PROBLEM REQUIREMENTS — Determine how many of the lines below include "BlobTransfer", then respond with that number and no other text.

------------------------------------------------

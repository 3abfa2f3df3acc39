//! Action results cached in a blob store
//!
//! Results are stored as encoded `ActionResult` messages under the action
//! key's hash. Output file contents and large captured streams live in the
//! same store as content-addressed blobs; small streams are stored inline.

use crate::config::CacheConfig;
use crate::digest::{ActionKey, Digest};
use crate::error::{Error, Result};
use crate::fsutil;
use crate::governor::MemoryGovernor;
use crate::merkle::MerkleTree;
use crate::outerr::OutErr;
use crate::proto::{self, ActionResult, Command, OutputFile};
use crate::store::DynBlobStore;
use crate::transfer::BlobTransfer;
use prost::Message;
use std::io::ErrorKind;
use std::path::{Component, Path, PathBuf};
use tokio::fs;
use tokio_util::sync::CancellationToken;
use tracing::{debug, error, instrument, warn};

/// Remote action cache over a [`crate::BlobStore`]
pub struct ActionCache {
    blobs: BlobTransfer,
    config: CacheConfig,
}

/// A declared output that still exists after the action ran
struct PresentOutput {
    absolute: PathBuf,
    relative: String,
    is_executable: bool,
}

impl ActionCache {
    /// Create a cache that is never cancelled externally
    pub fn new(store: DynBlobStore, config: CacheConfig) -> Result<Self> {
        Self::with_cancellation(store, config, CancellationToken::new())
    }

    /// Create a cache whose blocking waits are interrupted by `cancel`
    pub fn with_cancellation(
        store: DynBlobStore,
        config: CacheConfig,
        cancel: CancellationToken,
    ) -> Result<Self> {
        config.validate()?;
        Ok(Self {
            blobs: BlobTransfer::new(store, config.max_upload_memory_kb, cancel),
            config,
        })
    }

    /// Active configuration
    #[must_use]
    pub fn config(&self) -> &CacheConfig {
        &self.config
    }

    /// Blob-level transfer operations
    #[must_use]
    pub fn blobs(&self) -> &BlobTransfer {
        &self.blobs
    }

    /// The upload memory governor
    #[must_use]
    pub fn governor(&self) -> &MemoryGovernor {
        self.blobs.governor()
    }

    /// Token that interrupts blocking waits
    #[must_use]
    pub fn cancellation_token(&self) -> &CancellationToken {
        self.blobs.cancellation_token()
    }

    /// Make the command and input tree of an action available in the store
    pub async fn ensure_inputs_present(
        &self,
        exec_root: &Path,
        tree: &MerkleTree,
        command: &Command,
    ) -> Result<()> {
        self.blobs
            .ensure_inputs_present(exec_root, tree, command)
            .await
    }

    /// Materialize the tree rooted at `root_digest` under `dest`
    pub async fn download_tree(&self, root_digest: &Digest, dest: &Path) -> Result<()> {
        self.blobs.download_tree(root_digest, dest).await
    }

    /// Look up the cached result for `key`
    ///
    /// A missing entry and an entry that does not decode are both a miss.
    /// Store failures and cancellation still propagate.
    #[instrument(skip(self, key), fields(action = %key))]
    pub async fn get_cached_action_result(&self, key: &ActionKey) -> Result<Option<ActionResult>> {
        let Some(bytes) = self.blobs.fetch_key(&key.digest().hash).await? else {
            debug!("Action cache miss");
            return Ok(None);
        };
        match proto::decode::<ActionResult>("ActionResult", &bytes) {
            Ok(result) => {
                debug!(outputs = result.output_files.len(), "Action cache hit");
                Ok(Some(result))
            }
            Err(e) => {
                warn!(error = %e, "Ignoring malformed cached action result");
                Ok(None)
            }
        }
    }

    /// Store `result` under `key`, replacing any earlier entry
    #[instrument(skip(self, key, result), fields(action = %key))]
    pub async fn set_cached_action_result(&self, key: &ActionKey, result: &ActionResult) -> Result<()> {
        self.blobs
            .put_key(&key.digest().hash, &result.encode_to_vec())
            .await?;
        debug!("Stored action result");
        Ok(())
    }

    /// Record the outputs of a finished action and cache the result
    ///
    /// Relative `output_files` are resolved against `exec_root`. Declared
    /// outputs that no longer exist are skipped; a declared output that is a
    /// directory fails the whole upload before anything is sent.
    #[instrument(skip_all, fields(action = %key, exec_root = %exec_root.display()))]
    pub async fn upload(
        &self,
        key: &ActionKey,
        exec_root: &Path,
        output_files: &[PathBuf],
        out_err: &OutErr,
    ) -> Result<ActionResult> {
        let mut result = ActionResult::default();
        self.upload_outputs(&mut result, exec_root, output_files)
            .await?;
        self.upload_out_err_files(&mut result, out_err).await?;
        self.set_cached_action_result(key, &result).await?;
        Ok(result)
    }

    /// Upload output file contents and record them in `result`
    pub async fn upload_outputs(
        &self,
        result: &mut ActionResult,
        exec_root: &Path,
        output_files: &[PathBuf],
    ) -> Result<()> {
        let mut present = Vec::with_capacity(output_files.len());
        for file in output_files {
            if let Some(output) = stat_output(exec_root, file).await? {
                present.push(output);
            }
        }

        for output in present {
            if let Some(file) = self.upload_output(output).await? {
                result.output_files.push(file);
            }
        }
        debug!(outputs = result.output_files.len(), "Uploaded outputs");
        Ok(())
    }

    /// Upload one output; `None` when it vanished after being stat'ed
    async fn upload_output(&self, output: PresentOutput) -> Result<Option<OutputFile>> {
        let digest = match self.blobs.upload_file(&output.absolute).await {
            Ok(digest) => digest,
            Err(Error::Io { source, .. }) if source.kind() == ErrorKind::NotFound => {
                debug!(path = %output.absolute.display(), "Output removed before upload, skipping");
                return Ok(None);
            }
            Err(e) => return Err(e),
        };
        Ok(Some(OutputFile {
            path: output.relative,
            digest: Some((&digest).into()),
            is_executable: output.is_executable,
            contents: Vec::new(),
        }))
    }

    /// Record captured stdout and stderr in `result`
    ///
    /// Streams up to `max_inline_bytes` are stored inline, longer ones as
    /// blobs. An empty stream is recorded as neither.
    pub async fn upload_out_err(
        &self,
        result: &mut ActionResult,
        stdout: &[u8],
        stderr: &[u8],
    ) -> Result<()> {
        (result.stdout_raw, result.stdout_digest) = self.encode_stream(stdout).await?;
        (result.stderr_raw, result.stderr_digest) = self.encode_stream(stderr).await?;
        Ok(())
    }

    async fn encode_stream(&self, bytes: &[u8]) -> Result<(Vec<u8>, Option<proto::Digest>)> {
        if bytes.is_empty() {
            return Ok((Vec::new(), None));
        }
        if bytes.len() <= self.config.max_inline_bytes {
            return Ok((bytes.to_vec(), None));
        }
        let digest = self.blobs.upload_blob(bytes).await?;
        Ok((Vec::new(), Some((&digest).into())))
    }

    async fn upload_out_err_files(&self, result: &mut ActionResult, out_err: &OutErr) -> Result<()> {
        (result.stdout_raw, result.stdout_digest) =
            self.encode_stream_file(&out_err.stdout_path).await?;
        (result.stderr_raw, result.stderr_digest) =
            self.encode_stream_file(&out_err.stderr_path).await?;
        Ok(())
    }

    /// Same policy as [`Self::encode_stream`], without reading large files into memory
    async fn encode_stream_file(&self, path: &Path) -> Result<(Vec<u8>, Option<proto::Digest>)> {
        let len = match fs::metadata(path).await {
            Ok(metadata) => metadata.len(),
            Err(e) if e.kind() == ErrorKind::NotFound => 0,
            Err(e) => return Err(Error::io(e, path, "stat")),
        };
        if len == 0 {
            return Ok((Vec::new(), None));
        }
        if len <= self.config.max_inline_bytes as u64 {
            let bytes = fs::read(path)
                .await
                .map_err(|e| Error::io(e, path, "read"))?;
            return Ok((bytes, None));
        }
        let digest = self.blobs.upload_file(path).await?;
        Ok((Vec::new(), Some((&digest).into())))
    }

    /// Write the outputs and captured streams of a cached result to disk
    ///
    /// Every output path and digest is validated before anything is written.
    /// If writing fails partway, every declared output and both stream files
    /// are deleted before the error is returned. When that deletion fails too,
    /// [`Error::CleanupFailed`] is returned carrying the original error.
    #[instrument(skip_all, fields(exec_root = %exec_root.display(), outputs = result.output_files.len()))]
    pub async fn download(&self, result: &ActionResult, exec_root: &Path, out_err: &OutErr) -> Result<()> {
        if !result.output_directories.is_empty() {
            return Err(Error::unsupported("Downloading output directories"));
        }
        let outputs = result
            .output_files
            .iter()
            .map(|file| {
                Ok(PlannedWrite {
                    dest: resolve_output(exec_root, &file.path)?,
                    content: output_content(file)?,
                    is_executable: file.is_executable,
                })
            })
            .collect::<Result<Vec<_>>>()?;
        let streams = [
            (&result.stdout_raw, result.stdout_digest.as_ref(), &out_err.stdout_path),
            (&result.stderr_raw, result.stderr_digest.as_ref(), &out_err.stderr_path),
        ]
        .into_iter()
        .filter_map(|(raw, digest, path)| {
            stream_content(raw, digest)
                .map(|content| {
                    content.map(|content| PlannedWrite {
                        dest: path.clone(),
                        content,
                        is_executable: false,
                    })
                })
                .transpose()
        })
        .collect::<Result<Vec<_>>>()?;

        let written = self.materialize(outputs.iter().chain(&streams)).await;
        match written {
            Ok(()) => {
                debug!("Downloaded action outputs");
                Ok(())
            }
            Err(e) if e.triggers_cleanup() => {
                warn!(error = %e, "Download failed, removing partial outputs");
                let destinations: Vec<_> = outputs.into_iter().map(|write| write.dest).collect();
                remove_outputs(&destinations, out_err, e).await
            }
            Err(e) => Err(e),
        }
    }

    async fn materialize<'w, 'a: 'w>(&self, writes: impl Iterator<Item = &'w PlannedWrite<'a>>) -> Result<()> {
        for write in writes {
            self.blobs.check_cancelled("output download")?;
            match &write.content {
                Content::Inline(bytes) => {
                    self.blobs
                        .write_file(bytes, &write.dest, write.is_executable)
                        .await?;
                }
                Content::Blob(digest) => {
                    self.blobs
                        .download_file(digest, &write.dest, write.is_executable)
                        .await?;
                }
            }
        }
        Ok(())
    }

    /// Close the underlying store and fail pending budget waits
    pub async fn close(&self) -> Result<()> {
        self.blobs.close().await
    }
}
//! Memory-budgeted gate for concurrent uploads
//!
//! Every upload holds `ceil(size / 1024)` permits from a fixed pool for the
//! duration of the transfer. The pool is a fair (FIFO) semaphore, so a large
//! request waiting for budget is never overtaken by later, smaller ones.

use crate::error::{Direction, Error, Result};
use tokio::sync::{Semaphore, SemaphorePermit};
use tokio_util::sync::CancellationToken;
use tracing::trace;

/// Bounds the total KiB of blob data in flight
#[derive(Debug)]
pub struct MemoryGovernor {
    semaphore: Semaphore,
    capacity_kb: u32,
}

/// Budget held by one in-flight transfer; released on drop
#[derive(Debug)]
#[must_use = "dropping the permit releases the budget immediately"]
pub struct MemoryPermit<'a> {
    _permit: Option<SemaphorePermit<'a>>,
    kb: u32,
}

impl MemoryPermit<'_> {
    /// KiB of budget held
    #[must_use]
    pub fn kb(&self) -> u32 {
        self.kb
    }
}

impl MemoryGovernor {
    /// Create a governor with `capacity_kb` permits
    #[must_use]
    pub fn new(capacity_kb: u32) -> Self {
        Self {
            semaphore: Semaphore::new(capacity_kb as usize),
            capacity_kb,
        }
    }

    /// Total budget in KiB
    #[must_use]
    pub fn capacity_kb(&self) -> u32 {
        self.capacity_kb
    }

    /// Budget not currently held by any transfer
    #[must_use]
    pub fn available_kb(&self) -> usize {
        self.semaphore.available_permits()
    }

    /// Budget currently held by in-flight transfers
    #[must_use]
    pub fn in_flight_kb(&self) -> usize {
        (self.capacity_kb as usize).saturating_sub(self.available_kb())
    }

    /// Reject blobs whose size alone exceeds the ceiling
    ///
    /// Returns the number of permits the blob needs.
    pub fn check(&self, size_bytes: u64, direction: Direction) -> Result<u32> {
        let size_kb = size_bytes.div_ceil(1024);
        if size_kb > u64::from(self.capacity_kb) {
            return Err(Error::SizeLimitExceeded {
                direction,
                size_kb,
                limit_kb: u64::from(self.capacity_kb),
            });
        }
        // Bounded by capacity_kb above, so this always fits.
        Ok(u32::try_from(size_kb).unwrap_or(self.capacity_kb))
    }

    /// Wait until budget for `size_bytes` is free and take it
    ///
    /// Fails fast with [`Error::SizeLimitExceeded`] for oversized blobs. If
    /// `cancel` fires or the governor is closed while waiting, no permits are
    /// taken and [`Error::Cancelled`] is returned.
    pub async fn acquire(
        &self,
        size_bytes: u64,
        cancel: &CancellationToken,
    ) -> Result<MemoryPermit<'_>> {
        let kb = self.check(size_bytes, Direction::Upload)?;
        if kb == 0 {
            return Ok(MemoryPermit {
                _permit: None,
                kb: 0,
            });
        }

        let permit = tokio::select! {
            biased;
            () = cancel.cancelled() => {
                return Err(Error::cancelled("upload memory acquisition"));
            }
            permit = self.semaphore.acquire_many(kb) => permit
                .map_err(|_| Error::cancelled("upload memory acquisition"))?,
        };

        trace!(kb, available = self.available_kb(), "Acquired upload memory");
        Ok(MemoryPermit {
            _permit: Some(permit),
            kb,
        })
    }

    /// Fail every pending and future acquisition
    pub fn close(&self) {
        self.semaphore.close();
    }
}

#[cfg(test)]
mod tests {
    use super::*;
    use std::sync::Arc;
    use std::time::Duration;

    #[test]
    fn test_check_rounds_up() {
        let governor = MemoryGovernor::new(4);
        assert_eq!(governor.check(0, Direction::Upload).unwrap(), 0);
        assert_eq!(governor.check(1, Direction::Upload).unwrap(), 1);
        assert_eq!(governor.check(4096, Direction::Upload).unwrap(), 4);
        assert!(matches!(
            governor.check(4097, Direction::Download),
            Err(Error::SizeLimitExceeded {
                direction: Direction::Download,
                size_kb: 5,
                limit_kb: 4
            })
        ));
    }

    #[tokio::test]
    async fn test_permit_released_on_drop() {
        let governor = MemoryGovernor::new(8);
        let token = CancellationToken::new();

        let permit = governor.acquire(3 * 1024, &token).await.unwrap();
        assert_eq!(permit.kb(), 3);
        assert_eq!(governor.in_flight_kb(), 3);

        drop(permit);
        assert_eq!(governor.in_flight_kb(), 0);
        assert_eq!(governor.available_kb(), 8);
    }

    #[tokio::test]
    async fn test_oversized_fails_fast() {
        let governor = MemoryGovernor::new(2);
        let token = CancellationToken::new();
        let err = governor.acquire(3 * 1024, &token).await.unwrap_err();
        assert!(matches!(err, Error::SizeLimitExceeded { .. }));
        assert_eq!(governor.available_kb(), 2);
    }

    #[tokio::test]
    async fn test_cancel_while_waiting_leaks_nothing() {
        let governor = Arc::new(MemoryGovernor::new(4));
        let token = CancellationToken::new();

        let held = governor.acquire(4 * 1024, &token).await.unwrap();

        let waiter = {
            let governor = Arc::clone(&governor);
            let token = token.clone();
            tokio::spawn(async move { governor.acquire(2 * 1024, &token).await.map(|p| p.kb()) })
        };

        tokio::time::sleep(Duration::from_millis(20)).await;
        token.cancel();

        let result = waiter.await.unwrap();
        assert!(matches!(result, Err(Error::Cancelled { .. })));

        drop(held);
        assert_eq!(governor.available_kb(), 4);
    }

    #[tokio::test]
    async fn test_close_wakes_waiters() {
        let governor = Arc::new(MemoryGovernor::new(1));
        let token = CancellationToken::new();
        let held = governor.acquire(1024, &token).await.unwrap();

        let waiter = {
            let governor = Arc::clone(&governor);
            tokio::spawn(async move {
                let token = CancellationToken::new();
                governor.acquire(1024, &token).await.map(|p| p.kb())
            })
        };

        tokio::time::sleep(Duration::from_millis(20)).await;
        governor.close();

        assert!(waiter.await.unwrap().unwrap_err().is_cancelled());
        drop(held);
    }

    #[tokio::test]
    async fn test_grants_in_request_order() {
        let governor = Arc::new(MemoryGovernor::new(4));
        let token = CancellationToken::new();
        let held = governor.acquire(4 * 1024, &token).await.unwrap();

        let order = Arc::new(tokio::sync::Mutex::new(Vec::new()));
        let mut handles = Vec::new();
        // A large request queued first must not be starved by the small one behind it.
        for (label, size) in [("large", 4 * 1024_u64), ("small", 1024)] {
            let governor = Arc::clone(&governor);
            let order = Arc::clone(&order);
            let token = token.clone();
            handles.push(tokio::spawn(async move {
                let permit = governor.acquire(size, &token).await.unwrap();
                order.lock().await.push(label);
                tokio::time::sleep(Duration::from_millis(5)).await;
                drop(permit);
            }));
            tokio::time::sleep(Duration::from_millis(10)).await;
        }

        drop(held);
        for handle in handles {
            handle.await.unwrap();
        }

        assert_eq!(*order.lock().await, vec!["large", "small"]);
        assert_eq!(governor.available_kb(), 4);
    }
}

------------------------------------------------

TASK RESPONSE — 4